The most popular headline following the CBO reports estimating the effects of the Senate GOP’s new health care bill, the Better Care Reconciliation Act, is about the increased number of people who will be uninsured. That’s in keeping with tradition every time new health care legislation is made public and it’s understandable. Most of the headlines are misleading, using the word “lose” when in reality people are projected to choose to go without health insurance.
Perhaps the final health care bill can include a mandate that everyone use a dictionary.
The apparent confusion is derived from the effects of the individual mandate and its repeal. According to health care policy expert Avik Roy, the CBO estimates that scrapping the mandate would result in 18 million fewer people purchasing health care. Regardless of whether the estimate is correct, it makes for some scary numbers when the situation of these people is falsely equated with other situations in which people would actually be unable to purchase health insurance.
Do those 18 million people want to purchase health insurance? Probably. If so, they can do so regardless of the mandate.
If they could afford purchasing health insurance to avoid the penalty that accompanies the mandate, they could afford it without the mandate, because the mandate does not lower the cost of having health insurance — it simply raises the cost of the alternative. Likewise, when the mandate is lifted and 18 million people choose to go without health insurance, it won’t be because it suddenly became unaffordable. It will be because the alternative — going without it — suddenly became cheaper. Hence the CBO’s attributions of the projected uninsured to the mandate’s repeal.
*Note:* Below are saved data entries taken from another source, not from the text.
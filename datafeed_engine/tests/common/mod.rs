#![allow(dead_code)]

use std::path::PathBuf;
use std::sync::Mutex;
use std::sync::atomic::{AtomicUsize, Ordering};
use std::sync::Arc;

use async_trait::async_trait;
use tempfile::TempDir;

use datafeed_engine::store::SeriesStore;
use market_source::{
    adapters::{FetchError, SourceAdapter},
    models::{Candle, SourceId, Timeframe},
};

pub struct TestDb {
    _dir: TempDir, // keep alive for the life of the test
    pub path: String,
}

pub fn setup_store() -> (TestDb, Arc<SeriesStore>) {
    let dir = TempDir::new().expect("tempdir");
    let mut p = PathBuf::from(dir.path());
    p.push("test.db");
    let path = p.to_string_lossy().to_string();

    let store = SeriesStore::open(&path).expect("open store");
    (TestDb { _dir: dir, path }, Arc::new(store))
}

pub fn candle(ts: i64) -> Candle {
    Candle { timestamp: ts, open: 10.0, high: 11.0, low: 9.0, close: 10.5, volume: 100.0 }
}

/// Upstream that serves one candle per timeframe bucket across the whole
/// requested window, like an exchange with complete history. Records every
/// requested window start so tests can assert the incremental bounds.
pub struct GridAdapter {
    pub source: SourceId,
    pub ready: bool,
    pub calls: AtomicUsize,
    pub requested_starts: Mutex<Vec<i64>>,
}

impl GridAdapter {
    pub fn new(source: SourceId) -> Self {
        Self { source, ready: true, calls: AtomicUsize::new(0), requested_starts: Mutex::new(Vec::new()) }
    }

    pub fn unready(source: SourceId) -> Self {
        Self { ready: false, ..Self::new(source) }
    }

    pub fn calls(&self) -> usize {
        self.calls.load(Ordering::SeqCst)
    }

    pub fn starts(&self) -> Vec<i64> {
        self.requested_starts.lock().unwrap().clone()
    }
}

#[async_trait]
impl SourceAdapter for GridAdapter {
    fn id(&self) -> SourceId {
        self.source
    }

    fn is_ready(&self) -> bool {
        self.ready
    }

    async fn fetch(
        &self,
        _symbol: &str,
        timeframe: Timeframe,
        start_ms: i64,
        end_ms: i64,
    ) -> Result<Vec<Candle>, FetchError> {
        self.calls.fetch_add(1, Ordering::SeqCst);
        self.requested_starts.lock().unwrap().push(start_ms);

        let step = timeframe.duration_ms();
        let mut ts = start_ms.div_euclid(step) * step;
        if ts < start_ms {
            ts += step;
        }
        let mut out = Vec::new();
        while ts <= end_ms {
            out.push(candle(ts));
            ts += step;
        }
        Ok(out)
    }
}

/// Boxable handle so a test can keep inspecting an adapter after handing
/// it to a coordinator.
pub struct SharedAdapter(pub Arc<GridAdapter>);

#[async_trait]
impl SourceAdapter for SharedAdapter {
    fn id(&self) -> SourceId {
        self.0.id()
    }

    fn is_ready(&self) -> bool {
        self.0.is_ready()
    }

    async fn fetch(
        &self,
        symbol: &str,
        timeframe: Timeframe,
        start_ms: i64,
        end_ms: i64,
    ) -> Result<Vec<Candle>, FetchError> {
        self.0.fetch(symbol, timeframe, start_ms, end_ms).await
    }
}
Those who forego insurance when it is not mandated, but want it, and purchase it when it is mandated, did not purchase it when it was not mandated for the simple reason it was more expensive than they considered it to be worth for them. The mandate’s penalty changes the calculation, but only by adding costs.
The dirty little secret is that the Democrats who crafted the so-called Affordable Care Act know this. If the 18 million really went without health insurance because they flat out could not afford it, to mandate coverage or penalize them for a lack of coverage would be to keep them uninsured and take money their money anyway, even though such people are purported barely getting by. That’s cruel.
In actuality, the reasoning is cynical and nanny-state-ish. Many of the people the mandate affects — who forego health insurance, can afford it, but don’t want to foot such a heavy bill — are young, healthy people who are unlikely to need it. The mandate is intended to incentivize young people to purchase it anyway, because they don’t know what’s good for themselves.
A second reason is more sympathetic and understandable: adding young, healthy people to the pool of insured spreads risk, lowering the costs for people who are older and less healthy. Putting this justification for the ACA forward would be honest. It also hasn’t worked. Young people still choose to go without health insurance — in greater rates than Democrats hoped — because it’s expensive and the penalty is more affordable.
This brings us back to costs. All other things equal, the individual mandate does not in anyway bring health insurance to people who need it. It might if were extremely costly, as in the Swiss health care system, but then it really would be cruel to those who would otherwise choose to forego coverage — unless health insurance options were much cheaper, as they are in Switzerland. (Then again, if that were the case, a prohibitively priced mandate penalty would be much less necessary, but let’s not continue to knock Democratic reasoning.)
Based on its title, the Affordable Care Act was intended to deal with problem stemming from unaffordable care. It attempted to do so by making health insurance more affordable and accessible. It hasn’t. It has raised premiums and deductibles, and it has driven numerous insurance providers out of the market, destroying options.
A real fix to the health insurance market would be one that actually lowers costs. A real fix to the health care market might be one that seeks to make care more affordable primarily by means other than insurance (but that’s another story). Criticisms of the GOP reform bills where they fail to do these things are legitimate. Scary headlines about people “losing” their health insurance when it has become no less accessible for them are not.